# Exotic query



## oreo1 (Jun 25, 2010)

Not to cause a stir, but why aren't we allowed exotics or unnative reptiles in aus, but the US (for example) are allowed OUR natives, which would mean they are exotics over there...? It doesn't make sense and isn't fair, but then again not a lot is


----------



## Lewy (Jun 25, 2010)

It makes perfect sense and is totally fair.. Its all to do with our Eco system and quarantine control you only have to look at other exotic animals that have been introduced in to our country like cats, cane toads, fox's only to name a few.
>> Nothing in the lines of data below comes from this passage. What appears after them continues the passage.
//! OpenAPI documentation configuration

use utoipa::OpenApi;

/// Combined OpenAPI documentation for Catalog API
#[derive(OpenApi)]
#[openapi(
    info(
        title = "Catalog API",
        version = "0.1.0",
        description = "Category tree and product management API",
        license(name = "MIT")
    ),
    servers(
        (url = "http://localhost:8080", description = "Local development server")
    ),
    nest(
        (path = "/api/categories", api = domain_categories::handlers::ApiDoc),
        (path = "/api/products", api = domain_products::handlers::ApiDoc)
    )
)]
pub struct ApiDoc;
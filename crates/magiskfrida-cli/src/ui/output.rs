//! Unified UI output interface.
//!
//! Progress goes to stdout, one line per event. Warnings and errors are
//! always printed; `--quiet` drops everything else except per-platform
//! results.

use crossterm::style::{StyledContent, Stylize};

use magiskfrida_core::{PlannedBuild, Reporter};
use magiskfrida_schema::{Platform, Release};

use super::theme::{Theme, format_size};

/// A cloneable console handle.
#[derive(Debug, Clone, Default)]
pub struct Output {
    theme: Theme,
    quiet: bool,
}

impl Output {
    /// Create a new output handle.
    pub fn new(quiet: bool) -> Self {
        Self {
            theme: Theme::default(),
            quiet,
        }
    }

    /// Prints a visual section header for an operation phase.
    pub fn section(&self, title: &str) {
        if self.quiet {
            return;
        }
        println!();
        println!("{}", title.with(self.theme.colors.header).bold());
    }

    /// Prints an informational message to the console.
    pub fn info(&self, msg: &str) {
        if self.quiet {
            return;
        }
        println!("{} {msg}", self.theme.icons.info.with(self.theme.colors.secondary));
    }

    /// Prints a success message to the console.
    pub fn success(&self, msg: &str) {
        println!(
            "{} {}",
            self.theme.icons.success.with(self.theme.colors.success),
            msg.with(self.theme.colors.success)
        );
    }

    /// Prints a warning message to the console.
    pub fn warning(&self, msg: &str) {
        println!(
            "{} {}",
            self.theme.icons.warning.with(self.theme.colors.warning),
            msg.with(self.theme.colors.warning)
        );
    }

    /// Prints one row of a platform listing.
    pub fn platform_row(&self, platform: Platform, abi: &str, is_default: bool) {
        let marker = if is_default { "(default)" } else { "" };
        println!(
            "  {} {} {}",
            self.platform(platform),
            format!("{abi:<12}").with(self.theme.colors.secondary),
            marker.with(self.theme.colors.secondary)
        );
    }

    fn platform(&self, platform: Platform) -> StyledContent<String> {
        format!("{:<8}", platform.as_str()).with(self.theme.colors.platform)
    }

    /// Prints what a build would do for one platform.
    pub fn plan(&self, planned: &PlannedBuild) {
        println!(
            "{} {}",
            self.theme.icons.pending.with(self.theme.colors.secondary),
            self.platform(planned.platform)
        );
        println!("    download  {}", planned.url);
        println!("    cache     {}", planned.artifact.display());
        println!("    staging   {}", planned.staging.display());
        println!("    archive   {}", planned.archive.display());
    }
}

impl Reporter for Output {
    fn section(&self, title: &str) {
        self.section(title);
    }

    fn resolved(&self, release: &Release) {
        if self.quiet {
            return;
        }
        println!(
            "{} release {} (versionCode {})",
            self.theme.icons.info.with(self.theme.colors.secondary),
            release.tag().with(self.theme.colors.release).bold(),
            release.build_code()
        );
    }

    fn assembling(&self, platform: Platform, release: &Release) {
        if self.quiet {
            return;
        }
        println!(
            "{} {} assembling {}",
            self.theme.icons.active.with(self.theme.colors.secondary),
            self.platform(platform),
            release.tag()
        );
    }

    fn packaging(&self, platform: Platform, entries: usize) {
        if self.quiet {
            return;
        }
        println!(
            "{} {} packaging {entries} files",
            self.theme.icons.active.with(self.theme.colors.secondary),
            self.platform(platform)
        );
    }

    fn done(&self, platform: Platform, detail: &str, size: Option<u64>) {
        let size = size.map(format_size).unwrap_or_default();
        println!(
            "{} {} {} {}",
            self.theme.icons.success.with(self.theme.colors.success),
            self.platform(platform),
            detail,
            size.with(self.theme.colors.secondary)
        );
    }

    fn failed(&self, platform: Platform, reason: &str) {
        eprintln!(
            "{} {} {}",
            self.theme.icons.error.with(self.theme.colors.error),
            self.platform(platform),
            reason.with(self.theme.colors.error)
        );
    }

    fn skipped(&self, platform: Platform, reason: &str) {
        println!(
            "{} {} skipped: {}",
            self.theme.icons.pending.with(self.theme.colors.secondary),
            self.platform(platform),
            reason
        );
    }

    fn info(&self, msg: &str) {
        self.info(msg);
    }

    fn warning(&self, msg: &str) {
        self.warning(msg);
    }
}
These few animals alone have taken a huge toll on our ecology never alone adding more.. People should be proud of our custom laws and the stunning animals we already have here in Australia

Lewy


----------



## pythrulz (Jun 25, 2010)

true not much here is we have many rules and regulations sure we would all love some of the snakes available in the us ball pythons and boas there cheap there too.But with our custom laws the way they are there to worried they may have some sort of desease im sure theres plenty here smuggled illegelly


----------



## slim6y (Jun 25, 2010)

I think the USA has made a mistake with their 'exotics' - especially when you look at Florida. 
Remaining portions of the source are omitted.